Collected data:

────────────────────────────────────────

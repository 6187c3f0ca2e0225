// Web Interface module root
pub mod routes;
pub mod static_assets;
pub mod types;
pub mod web_server;

#[cfg(test)]
mod tests;

// Re-export commonly used items
pub use routes::routes;
pub use web_server::WebServer;
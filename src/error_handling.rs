//! Error types shared across the configuration, storage and web layers.

pub mod types;

pub use types::{ConfigError, RegistrationError, StorageError};
//! Front-end files embedded into the binary and served under `/static`.

use rust_embed::RustEmbed;
use warp::{path::Tail, reply, Rejection, Reply};

#[derive(RustEmbed)]
#[folder = "$CARGO_MANIFEST_DIR/static/"]
pub struct StaticAssets;

/// GET /static/<path>
pub async fn serve_asset(tail: Tail) -> Result<reply::Response, Rejection> {
    let path = tail.as_str();
    match StaticAssets::get(path) {
        Some(file) => {
            let mime = mime_guess::from_path(path).first_or_octet_stream();
            Ok(reply::with_header(file.data.into_owned(), "Content-Type", mime.to_string())
                .into_response())
        }
        None => Err(warp::reject::not_found()),
    }
}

────────────────────────────────────────

Goal of the exercise:
Repeat exactly the lines above from the one with "pub mod routes;" up to and including the one with "let mime = mime_guess::from_path(path).first_or_octet_stream();". No other line belongs in the reply.

Expected answer:
pub mod routes;
pub mod static_assets;
pub mod types;
pub mod web_server;

#[cfg(test)]
mod tests;

// Re-export commonly used items
pub use routes::routes;
pub use web_server::WebServer;
filename src/error_handling.rs
//! Error types shared across the configuration, storage and web layers.

pub mod types;

pub use types::{ConfigError, RegistrationError, StorageError};
//! Front-end files embedded into the binary and served under `/static`.

use rust_embed::RustEmbed;
use warp::{path::Tail, reply, Rejection, Reply};

#[derive(RustEmbed)]
#[folder = "$CARGO_MANIFEST_DIR/static/"]
pub struct StaticAssets;

/// GET /static/<path>
pub async fn serve_asset(tail: Tail) -> Result<reply::Response, Rejection> {
    let path = tail.as_str();
    match StaticAssets::get(path) {
        Some(file) => {
            let mime = mime_guess::from_path(path).first_or_octet_stream();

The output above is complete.